:: Dataset extract ::
=== Section Start ===
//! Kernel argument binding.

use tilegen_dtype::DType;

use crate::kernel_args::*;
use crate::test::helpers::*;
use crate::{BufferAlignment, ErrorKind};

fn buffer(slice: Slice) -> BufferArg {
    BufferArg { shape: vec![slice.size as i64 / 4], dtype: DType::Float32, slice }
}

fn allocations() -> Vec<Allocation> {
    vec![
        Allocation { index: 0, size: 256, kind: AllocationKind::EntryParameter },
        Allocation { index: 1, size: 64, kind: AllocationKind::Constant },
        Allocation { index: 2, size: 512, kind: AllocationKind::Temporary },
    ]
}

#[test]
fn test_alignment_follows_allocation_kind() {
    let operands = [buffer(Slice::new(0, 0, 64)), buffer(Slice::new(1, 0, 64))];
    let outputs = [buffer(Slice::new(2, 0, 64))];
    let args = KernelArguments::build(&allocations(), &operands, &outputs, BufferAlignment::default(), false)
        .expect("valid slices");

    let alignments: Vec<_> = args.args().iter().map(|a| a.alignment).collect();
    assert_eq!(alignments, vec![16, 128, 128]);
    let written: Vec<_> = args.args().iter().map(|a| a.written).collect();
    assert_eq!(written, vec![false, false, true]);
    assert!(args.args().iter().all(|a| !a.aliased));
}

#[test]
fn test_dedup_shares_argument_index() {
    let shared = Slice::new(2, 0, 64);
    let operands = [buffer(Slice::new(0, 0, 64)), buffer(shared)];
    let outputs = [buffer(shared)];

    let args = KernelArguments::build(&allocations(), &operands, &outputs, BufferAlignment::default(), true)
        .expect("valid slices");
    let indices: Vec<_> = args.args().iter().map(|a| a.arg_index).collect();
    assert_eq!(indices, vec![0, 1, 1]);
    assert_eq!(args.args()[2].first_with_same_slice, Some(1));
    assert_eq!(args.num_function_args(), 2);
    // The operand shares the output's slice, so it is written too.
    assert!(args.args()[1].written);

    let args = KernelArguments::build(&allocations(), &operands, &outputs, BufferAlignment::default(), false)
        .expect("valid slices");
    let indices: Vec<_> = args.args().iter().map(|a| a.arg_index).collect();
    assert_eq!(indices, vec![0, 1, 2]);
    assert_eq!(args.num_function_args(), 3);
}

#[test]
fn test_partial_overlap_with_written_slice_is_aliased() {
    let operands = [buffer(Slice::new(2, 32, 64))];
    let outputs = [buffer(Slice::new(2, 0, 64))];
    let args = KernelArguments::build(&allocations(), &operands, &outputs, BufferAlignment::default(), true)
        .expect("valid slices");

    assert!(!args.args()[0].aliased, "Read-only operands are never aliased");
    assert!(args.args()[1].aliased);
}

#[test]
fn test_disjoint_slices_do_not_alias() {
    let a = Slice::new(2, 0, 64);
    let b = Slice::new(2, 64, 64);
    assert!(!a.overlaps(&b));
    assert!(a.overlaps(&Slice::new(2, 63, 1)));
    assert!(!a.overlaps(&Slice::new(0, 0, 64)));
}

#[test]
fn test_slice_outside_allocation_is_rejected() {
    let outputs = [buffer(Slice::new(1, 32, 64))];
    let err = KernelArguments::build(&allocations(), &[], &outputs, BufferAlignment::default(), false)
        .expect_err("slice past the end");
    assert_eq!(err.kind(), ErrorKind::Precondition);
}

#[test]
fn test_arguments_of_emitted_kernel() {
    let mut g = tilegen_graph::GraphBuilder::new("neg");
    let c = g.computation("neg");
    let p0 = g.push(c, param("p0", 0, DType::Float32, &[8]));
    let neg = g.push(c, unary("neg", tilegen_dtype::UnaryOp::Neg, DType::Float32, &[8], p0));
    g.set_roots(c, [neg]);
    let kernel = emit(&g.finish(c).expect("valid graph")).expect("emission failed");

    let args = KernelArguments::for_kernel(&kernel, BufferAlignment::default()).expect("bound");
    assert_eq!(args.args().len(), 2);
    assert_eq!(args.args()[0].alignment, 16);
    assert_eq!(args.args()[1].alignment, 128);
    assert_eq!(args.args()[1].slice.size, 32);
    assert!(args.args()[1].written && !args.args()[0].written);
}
=== Section End ===
=== Section Start ===
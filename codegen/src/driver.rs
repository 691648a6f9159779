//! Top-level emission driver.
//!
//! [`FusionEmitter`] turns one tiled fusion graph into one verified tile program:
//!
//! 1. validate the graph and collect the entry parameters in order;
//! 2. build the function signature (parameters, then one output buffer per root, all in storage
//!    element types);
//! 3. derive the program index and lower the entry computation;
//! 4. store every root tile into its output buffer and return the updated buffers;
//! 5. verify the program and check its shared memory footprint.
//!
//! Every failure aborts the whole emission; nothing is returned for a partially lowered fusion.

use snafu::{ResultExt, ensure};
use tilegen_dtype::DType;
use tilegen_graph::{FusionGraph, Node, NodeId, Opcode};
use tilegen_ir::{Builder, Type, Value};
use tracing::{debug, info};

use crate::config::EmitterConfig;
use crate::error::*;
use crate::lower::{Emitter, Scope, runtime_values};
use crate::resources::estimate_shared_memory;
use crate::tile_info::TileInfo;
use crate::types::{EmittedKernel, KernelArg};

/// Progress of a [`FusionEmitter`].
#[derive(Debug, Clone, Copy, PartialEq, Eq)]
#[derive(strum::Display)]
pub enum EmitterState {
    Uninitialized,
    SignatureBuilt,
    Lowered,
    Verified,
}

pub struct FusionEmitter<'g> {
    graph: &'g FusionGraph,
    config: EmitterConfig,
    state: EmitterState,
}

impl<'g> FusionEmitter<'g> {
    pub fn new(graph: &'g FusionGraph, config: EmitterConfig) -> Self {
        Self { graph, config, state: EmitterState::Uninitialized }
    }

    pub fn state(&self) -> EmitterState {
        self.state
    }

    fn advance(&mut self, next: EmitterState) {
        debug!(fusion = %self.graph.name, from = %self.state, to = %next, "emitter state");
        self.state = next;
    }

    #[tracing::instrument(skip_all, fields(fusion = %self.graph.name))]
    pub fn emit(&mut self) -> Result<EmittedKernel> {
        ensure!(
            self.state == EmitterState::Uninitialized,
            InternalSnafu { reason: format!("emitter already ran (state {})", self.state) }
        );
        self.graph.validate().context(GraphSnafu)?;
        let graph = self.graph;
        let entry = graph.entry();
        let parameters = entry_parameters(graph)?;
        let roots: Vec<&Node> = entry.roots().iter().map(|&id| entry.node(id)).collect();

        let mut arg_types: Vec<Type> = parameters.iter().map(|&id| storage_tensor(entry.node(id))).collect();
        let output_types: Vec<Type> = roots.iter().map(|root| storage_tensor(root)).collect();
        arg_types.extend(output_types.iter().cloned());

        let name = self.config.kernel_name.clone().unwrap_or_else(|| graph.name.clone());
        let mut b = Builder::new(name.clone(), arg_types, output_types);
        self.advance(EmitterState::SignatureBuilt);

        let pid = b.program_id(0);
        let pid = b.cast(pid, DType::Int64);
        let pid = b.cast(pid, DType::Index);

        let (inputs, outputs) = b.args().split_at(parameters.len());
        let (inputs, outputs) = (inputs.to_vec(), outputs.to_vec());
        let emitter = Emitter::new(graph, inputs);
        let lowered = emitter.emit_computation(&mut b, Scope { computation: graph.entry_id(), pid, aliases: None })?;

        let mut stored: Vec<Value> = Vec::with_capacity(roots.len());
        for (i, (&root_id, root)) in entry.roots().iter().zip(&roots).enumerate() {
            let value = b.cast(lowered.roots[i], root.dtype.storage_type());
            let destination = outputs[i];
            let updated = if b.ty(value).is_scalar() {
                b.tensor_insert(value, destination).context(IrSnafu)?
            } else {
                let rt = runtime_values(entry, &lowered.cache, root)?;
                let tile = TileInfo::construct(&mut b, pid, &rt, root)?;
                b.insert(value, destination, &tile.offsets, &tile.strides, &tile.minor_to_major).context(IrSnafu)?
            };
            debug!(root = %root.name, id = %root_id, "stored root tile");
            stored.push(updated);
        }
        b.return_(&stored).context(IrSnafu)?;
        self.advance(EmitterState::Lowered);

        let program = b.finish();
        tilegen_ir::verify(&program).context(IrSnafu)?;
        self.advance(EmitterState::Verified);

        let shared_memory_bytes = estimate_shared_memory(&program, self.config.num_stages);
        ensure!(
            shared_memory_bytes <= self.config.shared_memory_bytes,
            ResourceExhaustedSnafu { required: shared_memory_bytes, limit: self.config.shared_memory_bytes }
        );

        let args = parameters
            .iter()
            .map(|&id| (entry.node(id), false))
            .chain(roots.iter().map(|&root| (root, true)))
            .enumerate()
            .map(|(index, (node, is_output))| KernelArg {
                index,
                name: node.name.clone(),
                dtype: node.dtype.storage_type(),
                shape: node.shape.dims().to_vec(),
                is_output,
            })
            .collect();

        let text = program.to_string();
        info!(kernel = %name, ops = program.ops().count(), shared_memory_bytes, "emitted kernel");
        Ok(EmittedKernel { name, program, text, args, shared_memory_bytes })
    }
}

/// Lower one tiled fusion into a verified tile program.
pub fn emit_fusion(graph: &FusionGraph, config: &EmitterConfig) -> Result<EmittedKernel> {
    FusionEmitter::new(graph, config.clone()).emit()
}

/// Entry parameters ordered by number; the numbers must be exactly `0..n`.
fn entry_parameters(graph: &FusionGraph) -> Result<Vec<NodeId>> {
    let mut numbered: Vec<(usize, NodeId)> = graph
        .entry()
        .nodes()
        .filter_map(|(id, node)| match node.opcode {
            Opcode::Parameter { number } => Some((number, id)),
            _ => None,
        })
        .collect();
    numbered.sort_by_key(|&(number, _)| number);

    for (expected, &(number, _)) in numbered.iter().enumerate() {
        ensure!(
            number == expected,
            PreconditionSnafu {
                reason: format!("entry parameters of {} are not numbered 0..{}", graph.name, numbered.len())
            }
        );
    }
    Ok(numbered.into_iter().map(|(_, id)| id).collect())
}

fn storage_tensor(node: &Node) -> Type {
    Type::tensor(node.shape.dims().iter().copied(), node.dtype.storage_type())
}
=== Section End ===
:: Problem to solve ::
The answer must consist of every line from the records above that holds "TileInfo".

:: Your response ::
use crate::tile_info::TileInfo;
                let tile = TileInfo::construct(&mut b, pid, &rt, root)?;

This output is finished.